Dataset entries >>
□ □ □
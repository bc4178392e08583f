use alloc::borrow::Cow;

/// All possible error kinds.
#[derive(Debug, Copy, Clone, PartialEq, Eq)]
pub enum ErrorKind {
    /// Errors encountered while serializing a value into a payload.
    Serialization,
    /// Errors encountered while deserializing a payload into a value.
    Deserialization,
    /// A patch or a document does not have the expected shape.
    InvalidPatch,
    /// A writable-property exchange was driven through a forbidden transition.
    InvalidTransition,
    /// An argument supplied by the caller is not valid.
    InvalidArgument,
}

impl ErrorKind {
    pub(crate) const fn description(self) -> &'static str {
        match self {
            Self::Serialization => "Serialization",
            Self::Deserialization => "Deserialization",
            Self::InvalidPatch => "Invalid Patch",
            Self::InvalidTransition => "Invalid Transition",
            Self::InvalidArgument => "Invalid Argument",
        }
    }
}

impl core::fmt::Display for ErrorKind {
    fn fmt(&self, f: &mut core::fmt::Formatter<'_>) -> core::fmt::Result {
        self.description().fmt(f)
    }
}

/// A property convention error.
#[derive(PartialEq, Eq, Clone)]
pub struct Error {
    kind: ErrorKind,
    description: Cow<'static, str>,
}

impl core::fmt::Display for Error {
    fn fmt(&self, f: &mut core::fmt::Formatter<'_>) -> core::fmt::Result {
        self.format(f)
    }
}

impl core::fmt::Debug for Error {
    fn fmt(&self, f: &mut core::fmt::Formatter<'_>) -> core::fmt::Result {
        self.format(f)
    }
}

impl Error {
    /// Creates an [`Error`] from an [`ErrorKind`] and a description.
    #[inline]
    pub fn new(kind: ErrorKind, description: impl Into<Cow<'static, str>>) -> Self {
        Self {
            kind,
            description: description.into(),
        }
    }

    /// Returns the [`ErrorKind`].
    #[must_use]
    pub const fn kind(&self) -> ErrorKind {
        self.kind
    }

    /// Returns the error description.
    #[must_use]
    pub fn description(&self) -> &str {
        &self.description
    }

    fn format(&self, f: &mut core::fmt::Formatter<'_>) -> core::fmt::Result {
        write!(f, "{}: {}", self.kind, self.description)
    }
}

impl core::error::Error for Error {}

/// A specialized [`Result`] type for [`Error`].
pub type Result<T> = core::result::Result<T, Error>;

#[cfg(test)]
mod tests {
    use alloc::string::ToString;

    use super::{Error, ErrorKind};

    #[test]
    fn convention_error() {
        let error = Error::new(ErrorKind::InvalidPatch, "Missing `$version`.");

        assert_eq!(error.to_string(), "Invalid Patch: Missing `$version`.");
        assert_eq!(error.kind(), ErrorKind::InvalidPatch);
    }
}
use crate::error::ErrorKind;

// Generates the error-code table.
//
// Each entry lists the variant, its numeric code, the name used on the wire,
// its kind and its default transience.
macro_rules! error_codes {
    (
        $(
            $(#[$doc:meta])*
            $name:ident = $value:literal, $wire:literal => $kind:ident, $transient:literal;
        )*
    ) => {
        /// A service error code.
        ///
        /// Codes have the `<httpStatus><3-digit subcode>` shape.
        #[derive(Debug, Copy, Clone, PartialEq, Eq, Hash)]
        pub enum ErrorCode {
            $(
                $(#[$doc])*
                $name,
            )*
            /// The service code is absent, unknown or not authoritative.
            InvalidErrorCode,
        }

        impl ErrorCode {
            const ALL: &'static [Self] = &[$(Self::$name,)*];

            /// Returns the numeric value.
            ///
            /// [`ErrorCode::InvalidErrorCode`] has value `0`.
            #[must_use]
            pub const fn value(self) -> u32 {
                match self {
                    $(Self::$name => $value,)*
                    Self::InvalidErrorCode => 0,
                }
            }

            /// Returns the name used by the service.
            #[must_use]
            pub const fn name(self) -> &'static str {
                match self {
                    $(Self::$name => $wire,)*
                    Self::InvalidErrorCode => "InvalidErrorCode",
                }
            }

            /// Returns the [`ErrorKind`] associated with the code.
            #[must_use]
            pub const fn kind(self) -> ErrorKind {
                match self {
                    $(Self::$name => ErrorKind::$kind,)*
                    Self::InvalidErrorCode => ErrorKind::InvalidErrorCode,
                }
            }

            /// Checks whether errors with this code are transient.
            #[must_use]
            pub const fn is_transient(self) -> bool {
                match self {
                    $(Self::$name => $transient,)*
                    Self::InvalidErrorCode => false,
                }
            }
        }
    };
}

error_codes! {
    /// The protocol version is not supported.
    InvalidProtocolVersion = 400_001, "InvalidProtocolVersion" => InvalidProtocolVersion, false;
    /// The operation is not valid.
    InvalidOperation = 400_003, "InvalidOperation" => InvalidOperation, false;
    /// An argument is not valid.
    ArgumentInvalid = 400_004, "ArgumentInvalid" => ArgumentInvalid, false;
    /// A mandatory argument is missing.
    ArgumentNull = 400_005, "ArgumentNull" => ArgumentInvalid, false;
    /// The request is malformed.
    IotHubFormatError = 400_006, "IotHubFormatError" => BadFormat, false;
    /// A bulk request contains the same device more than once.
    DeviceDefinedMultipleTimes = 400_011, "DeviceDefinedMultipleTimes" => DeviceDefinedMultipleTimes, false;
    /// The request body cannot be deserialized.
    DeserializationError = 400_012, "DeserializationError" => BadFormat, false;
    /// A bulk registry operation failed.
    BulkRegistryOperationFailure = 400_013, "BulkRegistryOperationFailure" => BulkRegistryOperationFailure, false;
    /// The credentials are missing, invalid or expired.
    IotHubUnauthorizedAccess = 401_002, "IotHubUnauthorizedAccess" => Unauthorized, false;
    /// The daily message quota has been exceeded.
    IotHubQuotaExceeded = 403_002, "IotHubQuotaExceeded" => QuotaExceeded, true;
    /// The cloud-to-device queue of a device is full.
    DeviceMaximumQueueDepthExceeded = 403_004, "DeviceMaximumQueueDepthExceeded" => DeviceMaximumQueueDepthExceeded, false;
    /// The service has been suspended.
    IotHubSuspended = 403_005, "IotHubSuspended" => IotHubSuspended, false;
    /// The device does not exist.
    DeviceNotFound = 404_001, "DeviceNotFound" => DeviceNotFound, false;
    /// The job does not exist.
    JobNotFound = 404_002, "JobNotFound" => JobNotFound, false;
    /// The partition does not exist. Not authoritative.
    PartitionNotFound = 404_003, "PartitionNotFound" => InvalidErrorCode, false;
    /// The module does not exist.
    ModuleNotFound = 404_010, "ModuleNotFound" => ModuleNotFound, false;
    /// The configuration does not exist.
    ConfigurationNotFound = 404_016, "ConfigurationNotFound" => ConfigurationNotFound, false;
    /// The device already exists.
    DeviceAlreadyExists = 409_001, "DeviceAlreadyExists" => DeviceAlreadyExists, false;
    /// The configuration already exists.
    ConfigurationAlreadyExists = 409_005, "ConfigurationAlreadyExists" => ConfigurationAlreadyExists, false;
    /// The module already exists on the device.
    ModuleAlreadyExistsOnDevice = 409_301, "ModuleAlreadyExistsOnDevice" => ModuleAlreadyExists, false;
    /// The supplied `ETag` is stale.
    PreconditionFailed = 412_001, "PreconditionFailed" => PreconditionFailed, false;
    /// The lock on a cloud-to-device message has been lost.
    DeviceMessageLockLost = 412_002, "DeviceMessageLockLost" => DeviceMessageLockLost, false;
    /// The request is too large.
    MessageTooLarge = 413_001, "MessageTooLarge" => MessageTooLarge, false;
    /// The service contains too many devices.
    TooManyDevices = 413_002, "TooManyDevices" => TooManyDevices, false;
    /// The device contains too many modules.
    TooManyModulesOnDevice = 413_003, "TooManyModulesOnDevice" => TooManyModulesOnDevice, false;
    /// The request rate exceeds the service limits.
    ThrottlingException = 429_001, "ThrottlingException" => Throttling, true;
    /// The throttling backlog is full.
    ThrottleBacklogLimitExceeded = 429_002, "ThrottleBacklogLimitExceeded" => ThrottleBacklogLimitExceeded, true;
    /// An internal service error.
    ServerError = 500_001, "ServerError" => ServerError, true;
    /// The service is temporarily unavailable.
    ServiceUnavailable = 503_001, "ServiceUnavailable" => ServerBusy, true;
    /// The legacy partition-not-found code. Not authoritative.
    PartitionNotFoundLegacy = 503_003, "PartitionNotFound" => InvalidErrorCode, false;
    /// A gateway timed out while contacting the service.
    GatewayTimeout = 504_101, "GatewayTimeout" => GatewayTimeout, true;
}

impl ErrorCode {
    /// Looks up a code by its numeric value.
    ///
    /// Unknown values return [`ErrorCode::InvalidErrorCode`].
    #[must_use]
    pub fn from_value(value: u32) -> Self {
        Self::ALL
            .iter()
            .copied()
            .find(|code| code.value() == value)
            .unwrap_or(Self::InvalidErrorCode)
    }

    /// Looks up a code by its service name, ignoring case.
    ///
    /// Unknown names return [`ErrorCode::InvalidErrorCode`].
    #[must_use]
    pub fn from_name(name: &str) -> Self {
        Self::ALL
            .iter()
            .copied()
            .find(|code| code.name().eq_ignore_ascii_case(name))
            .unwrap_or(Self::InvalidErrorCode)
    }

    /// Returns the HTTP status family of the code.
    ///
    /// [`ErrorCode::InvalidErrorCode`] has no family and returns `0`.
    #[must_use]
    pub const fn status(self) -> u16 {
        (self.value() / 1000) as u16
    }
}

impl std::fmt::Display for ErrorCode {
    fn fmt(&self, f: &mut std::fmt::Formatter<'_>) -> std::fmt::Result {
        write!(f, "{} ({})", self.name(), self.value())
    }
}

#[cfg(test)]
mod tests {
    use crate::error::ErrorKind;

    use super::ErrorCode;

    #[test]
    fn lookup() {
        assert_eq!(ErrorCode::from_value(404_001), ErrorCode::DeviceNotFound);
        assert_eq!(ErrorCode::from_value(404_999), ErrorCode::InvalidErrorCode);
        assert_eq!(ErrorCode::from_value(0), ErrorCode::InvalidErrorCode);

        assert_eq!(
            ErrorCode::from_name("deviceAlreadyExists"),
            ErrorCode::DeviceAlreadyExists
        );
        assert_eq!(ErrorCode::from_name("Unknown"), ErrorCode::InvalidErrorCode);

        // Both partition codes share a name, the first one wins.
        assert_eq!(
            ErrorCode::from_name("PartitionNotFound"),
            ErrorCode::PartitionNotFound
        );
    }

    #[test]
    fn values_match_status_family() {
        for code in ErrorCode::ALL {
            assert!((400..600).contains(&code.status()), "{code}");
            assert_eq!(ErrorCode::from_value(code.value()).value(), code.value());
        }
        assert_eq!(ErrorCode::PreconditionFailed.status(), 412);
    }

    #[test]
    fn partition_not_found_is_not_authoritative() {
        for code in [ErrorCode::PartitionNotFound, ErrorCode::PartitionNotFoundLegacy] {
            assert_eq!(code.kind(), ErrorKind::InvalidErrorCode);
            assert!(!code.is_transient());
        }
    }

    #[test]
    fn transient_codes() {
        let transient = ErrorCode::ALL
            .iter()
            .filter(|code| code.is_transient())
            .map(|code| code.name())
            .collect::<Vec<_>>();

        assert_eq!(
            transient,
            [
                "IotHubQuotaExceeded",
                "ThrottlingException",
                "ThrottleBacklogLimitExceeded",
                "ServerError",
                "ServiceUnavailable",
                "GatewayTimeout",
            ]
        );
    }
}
□ □ □
Problem to work on >>
The lines above from the one containing "job does not exist." through the one containing "device already exists." are to be set down exactly, and no others.

Solution to the problem >>
    /// The job does not exist.
    JobNotFound = 404_002, "JobNotFound" => JobNotFound, false;
    /// The partition does not exist. Not authoritative.
    PartitionNotFound = 404_003, "PartitionNotFound" => InvalidErrorCode, false;
    /// The module does not exist.
    ModuleNotFound = 404_010, "ModuleNotFound" => ModuleNotFound, false;
    /// The configuration does not exist.
    ConfigurationNotFound = 404_016, "ConfigurationNotFound" => ConfigurationNotFound, false;
    /// The device already exists.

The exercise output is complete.